__Problem to solve__
Filter the records below, keeping only lines with the string "coords".
┌────────
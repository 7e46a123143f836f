//! Generated Source Cache
//!
//! Memoizes template library output for one generator and hands out the
//! text together with its xxh3-128 hash, which hosts use as a pipeline or
//! shader-module cache key. Generation is deterministic, so a hash always
//! identifies the same text.

use std::sync::Arc;

use parking_lot::RwLock;
use rustc_hash::FxHashMap;
use xxhash_rust::xxh3::xxh3_128;

use crate::builder::ShaderGenerator;
use crate::errors::Result;
use crate::templates::ShaderTemplate;

/// Hashes generated shader text.
#[inline]
#[must_use]
pub fn source_hash(source: &str) -> u128 {
    xxh3_128(source.as_bytes())
}

/// A generated source and its content hash.
#[derive(Debug, Clone, PartialEq, Eq)]
pub struct CachedSource {
    pub source: Arc<str>,
    pub hash: u128,
}

impl CachedSource {
    #[must_use]
    pub fn new(source: String) -> Self {
        let hash = source_hash(&source);
        Self {
            source: source.into(),
            hash,
        }
    }
}

/// Thread-safe template cache bound to one [`ShaderGenerator`].
#[derive(Debug)]
pub struct ShaderSourceCache {
    generator: ShaderGenerator,
    entries: RwLock<FxHashMap<ShaderTemplate, CachedSource>>,
}

impl ShaderSourceCache {
    #[must_use]
    pub fn new(generator: ShaderGenerator) -> Self {
        Self {
            generator,
            entries: RwLock::new(FxHashMap::default()),
        }
    }

    #[inline]
    #[must_use]
    pub fn generator(&self) -> &ShaderGenerator {
        &self.generator
    }

    /// Returns the cached source of `template`, generating it on first use.
    pub fn get_or_generate(&self, template: ShaderTemplate) -> Result<CachedSource> {
        if let Some(cached) = self.entries.read().get(&template) {
            return Ok(cached.clone());
        }

        // Racing threads may both generate; the text is identical either way.
        let cached = CachedSource::new(self.generator.generate(template)?);
        log::trace!(
            "Generated shader template '{}' ({} bytes, hash {:032x})",
            template.name(),
            cached.source.len(),
            cached.hash
        );

        Ok(self
            .entries
            .write()
            .entry(template)
            .or_insert(cached)
            .clone())
    }

    /// Returns the number of cached sources.
    #[must_use]
    pub fn len(&self) -> usize {
        self.entries.read().len()
    }

    #[must_use]
    pub fn is_empty(&self) -> bool {
        self.entries.read().is_empty()
    }

    /// Drops every cached source.
    pub fn clear(&self) {
        self.entries.write().clear();
    }
}

#[cfg(test)]
mod tests {
    use super::*;
    use crate::profile::{CapabilityProfile, RenderApi};

    fn cache(api: RenderApi) -> ShaderSourceCache {
        ShaderSourceCache::new(ShaderGenerator::new(CapabilityProfile::for_api(api)))
    }

    #[test]
    fn test_get_or_generate_reuses_entry() {
        let cache = cache(RenderApi::OpenGLES);
        let first = cache.get_or_generate(ShaderTemplate::FillFragment).unwrap();
        let second = cache.get_or_generate(ShaderTemplate::FillFragment).unwrap();

        assert!(Arc::ptr_eq(&first.source, &second.source));
        assert_eq!(cache.len(), 1);
    }

    #[test]
    fn test_hash_matches_source() {
        let cache = cache(RenderApi::D3D11);
        let cached = cache.get_or_generate(ShaderTemplate::CopyFragment).unwrap();
        assert_eq!(cached.hash, source_hash(&cached.source));
    }

    #[test]
    fn test_clear() {
        let cache = cache(RenderApi::Vulkan);
        for template in ShaderTemplate::ALL {
            cache.get_or_generate(template).unwrap();
        }
        assert_eq!(cache.len(), 3);

        cache.clear();
        assert!(cache.is_empty());
    }
}
//! Host Capability Configuration
//!
//! The values a graphics context hands to the generator after it has probed
//! the driver. Probing itself (extension strings, `glGetString`) belongs to
//! the host; this module only describes the resolved result.
//!
//! # Example
//!
//! ```rust,ignore
//! use shadergen::profile::{GlFeatures, HostCapabilities, RenderApi};
//!
//! let host = HostCapabilities {
//!     render_api: RenderApi::OpenGL,
//!     shading_language_version: Some("4.60 NVIDIA".into()),
//!     features: GlFeatures::GL_3_2 | GlFeatures::GL_4_2 | GlFeatures::GL_4_3,
//!     ..Default::default()
//! };
//! ```

use bitflags::bitflags;
use serde::{Deserialize, Serialize};

use crate::errors::Result;

/// The graphics API a renderer context was created for.
#[derive(Debug, Clone, Copy, PartialEq, Eq, Hash, Default, Serialize, Deserialize)]
pub enum RenderApi {
    #[default]
    OpenGL,
    OpenGLES,
    D3D11,
    Vulkan,
}

impl RenderApi {
    /// Returns `true` for every API whose shaders are written in a GLSL flavor.
    #[inline]
    #[must_use]
    pub fn is_glsl(self) -> bool {
        !matches!(self, Self::D3D11)
    }
}

bitflags! {
    /// Language versions and extensions reported by a GL or GLES context.
    ///
    /// Ignored for `D3D11` and `Vulkan`, whose shader language is fixed.
    #[derive(Debug, Clone, Copy, PartialEq, Eq, Hash, Default, Serialize, Deserialize)]
    #[serde(transparent)]
    pub struct GlFeatures: u32 {
        const GL_3_2 = 1 << 0;
        const GL_4_2 = 1 << 1;
        const GL_4_3 = 1 << 2;
        const GLES_3_1 = 1 << 3;
        const GLES_3_2 = 1 << 4;
        const ARB_EXPLICIT_ATTRIB_LOCATION = 1 << 5;
        const ARB_EXPLICIT_UNIFORM_LOCATION = 1 << 6;
        const ARB_SHADING_LANGUAGE_420PACK = 1 << 7;
        const ARB_SHADER_STORAGE_BUFFER_OBJECT = 1 << 8;
        const EXT_BLEND_FUNC_EXTENDED = 1 << 9;

        /// Extensions that together provide explicit binding layout before GL 4.2.
        const BINDING_LAYOUT_EXTENSIONS = Self::ARB_EXPLICIT_ATTRIB_LOCATION.bits()
            | Self::ARB_EXPLICIT_UNIFORM_LOCATION.bits()
            | Self::ARB_SHADING_LANGUAGE_420PACK.bits();
    }
}

/// Capabilities resolved by the host for one graphics context.
#[derive(Debug, Clone, Default, PartialEq, Eq, Serialize, Deserialize)]
#[serde(default)]
pub struct HostCapabilities {
    /// The API the context was created for.
    pub render_api: RenderApi,

    /// Raw `GL_SHADING_LANGUAGE_VERSION` string. Only read for GL and GLES.
    pub shading_language_version: Option<String>,

    /// Version and extension support of a GL or GLES context.
    pub features: GlFeatures,

    /// Whether the device can blend with two fragment color outputs.
    pub dual_source_blend: bool,
}

impl HostCapabilities {
    /// Creates capabilities for `render_api` with nothing else supported.
    #[must_use]
    pub fn new(render_api: RenderApi) -> Self {
        Self {
            render_api,
            ..Default::default()
        }
    }

    /// Loads capabilities from a JSON document.
    pub fn from_json(json: &str) -> Result<Self> {
        Ok(serde_json::from_str(json)?)
    }

    /// Serializes the capabilities to a JSON document.
    pub fn to_json(&self) -> Result<String> {
        Ok(serde_json::to_string_pretty(self)?)
    }
}
//! Cross-Dialect Macro Tables
//!
//! Static `#define` tables emitted after the version and extension block.
//! The GLSL table maps HLSL-style spellings onto GLSL; the HLSL table maps
//! GLSL spellings onto HLSL. A shader body written against either surface
//! then compiles in every dialect without its own preprocessor branches.

use crate::profile::RenderApi;

/// One family's alias set plus the helper functions it needs.
#[derive(Debug)]
pub struct MacroTable {
    /// `(name, value)` pairs, emitted as `#define name value` in order.
    pub defines: &'static [(&'static str, &'static str)],
    /// Function definitions emitted verbatim after the defines.
    pub helpers: &'static [&'static str],
}

impl MacroTable {
    /// Looks up the value of a define by name.
    #[must_use]
    pub fn get(&self, name: &str) -> Option<&'static str> {
        self.defines
            .iter()
            .find_map(|&(key, value)| (key == name).then_some(value))
    }

    /// Appends the defines and helpers to `out`.
    pub fn write(&self, out: &mut String) {
        for (name, value) in self.defines {
            out.push_str(&format!("#define {name} {value}\n"));
        }
        for helper in self.helpers {
            out.push_str(helper);
            out.push('\n');
        }
    }
}

/// The boolean API selection macros, present in every header.
pub const API_MACROS: [(&str, RenderApi); 4] = [
    ("API_OPENGL", RenderApi::OpenGL),
    ("API_OPENGL_ES", RenderApi::OpenGLES),
    ("API_D3D11", RenderApi::D3D11),
    ("API_VULKAN", RenderApi::Vulkan),
];

pub static GLSL_MACROS: MacroTable = MacroTable {
    defines: &[
        ("GLSL", "1"),
        ("float2", "vec2"),
        ("float3", "vec3"),
        ("float4", "vec4"),
        ("int2", "ivec2"),
        ("int3", "ivec3"),
        ("int4", "ivec4"),
        ("uint2", "uvec2"),
        ("uint3", "uvec3"),
        ("uint4", "uvec4"),
        ("float2x2", "mat2"),
        ("float3x3", "mat3"),
        ("float4x4", "mat4"),
        ("mul(x, y)", "((x) * (y))"),
        ("nointerpolation", "flat"),
        ("frac", "fract"),
        ("lerp", "mix"),
        ("CONSTANT", "const"),
        ("VECTOR_EQ(a, b)", "((a) == (b))"),
        ("VECTOR_NEQ(a, b)", "((a) != (b))"),
        ("VECTOR_COMP_EQ(a, b)", "equal((a), (b))"),
        ("VECTOR_COMP_NEQ(a, b)", "notEqual((a), (b))"),
        ("SAMPLE_TEXTURE(name, coords)", "texture(name, coords)"),
        ("LOAD_TEXTURE(name, coords, mip)", "texelFetch(name, coords, mip)"),
        (
            "LOAD_TEXTURE_OFFSET(name, coords, mip, offset)",
            "texelFetchOffset(name, coords, mip, offset)",
        ),
        ("LOAD_TEXTURE_BUFFER(name, index)", "texelFetch(name, index)"),
        ("BEGIN_ARRAY(type, size)", "type[size]("),
        ("END_ARRAY", ")"),
    ],
    helpers: &[
        "float saturate(float value) { return clamp(value, 0.0, 1.0); }",
        "float2 saturate(float2 value) { return clamp(value, float2(0.0, 0.0), float2(1.0, 1.0)); }",
        "float3 saturate(float3 value) { return clamp(value, float3(0.0, 0.0, 0.0), float3(1.0, 1.0, 1.0)); }",
        "float4 saturate(float4 value) { return clamp(value, float4(0.0, 0.0, 0.0, 0.0), float4(1.0, 1.0, 1.0, 1.0)); }",
    ],
};

pub static HLSL_MACROS: MacroTable = MacroTable {
    defines: &[
        ("HLSL", "1"),
        ("roundEven", "round"),
        ("mix", "lerp"),
        ("fract", "frac"),
        ("vec2", "float2"),
        ("vec3", "float3"),
        ("vec4", "float4"),
        ("ivec2", "int2"),
        ("ivec3", "int3"),
        ("ivec4", "int4"),
        ("uvec2", "uint2"),
        ("uvec3", "uint3"),
        ("uvec4", "uint4"),
        ("mat2", "float2x2"),
        ("mat3", "float3x3"),
        ("mat4", "float4x4"),
        ("CONSTANT", "static const"),
        ("VECTOR_EQ(a, b)", "(all((a) == (b)))"),
        ("VECTOR_NEQ(a, b)", "(any((a) != (b)))"),
        ("VECTOR_COMP_EQ(a, b)", "((a) == (b))"),
        ("VECTOR_COMP_NEQ(a, b)", "((a) != (b))"),
        ("SAMPLE_TEXTURE(name, coords)", "name.Sample(name##_ss, coords)"),
        ("LOAD_TEXTURE(name, coords, mip)", "name.Load(int3(coords, mip))"),
        (
            "LOAD_TEXTURE_OFFSET(name, coords, mip, offset)",
            "name.Load(int3(coords, mip), offset)",
        ),
        ("LOAD_TEXTURE_BUFFER(name, index)", "name.Load(index)"),
        ("BEGIN_ARRAY(type, size)", "{"),
        ("END_ARRAY", "}"),
    ],
    helpers: &[],
};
└────────
__Response to this exercise__
        ("SAMPLE_TEXTURE(name, coords)", "texture(name, coords)"),
        ("LOAD_TEXTURE(name, coords, mip)", "texelFetch(name, coords, mip)"),
            "LOAD_TEXTURE_OFFSET(name, coords, mip, offset)",
            "texelFetchOffset(name, coords, mip, offset)",
        ("SAMPLE_TEXTURE(name, coords)", "name.Sample(name##_ss, coords)"),
        ("LOAD_TEXTURE(name, coords, mip)", "name.Load(int3(coords, mip))"),
            "LOAD_TEXTURE_OFFSET(name, coords, mip, offset)",
            "name.Load(int3(coords, mip), offset)",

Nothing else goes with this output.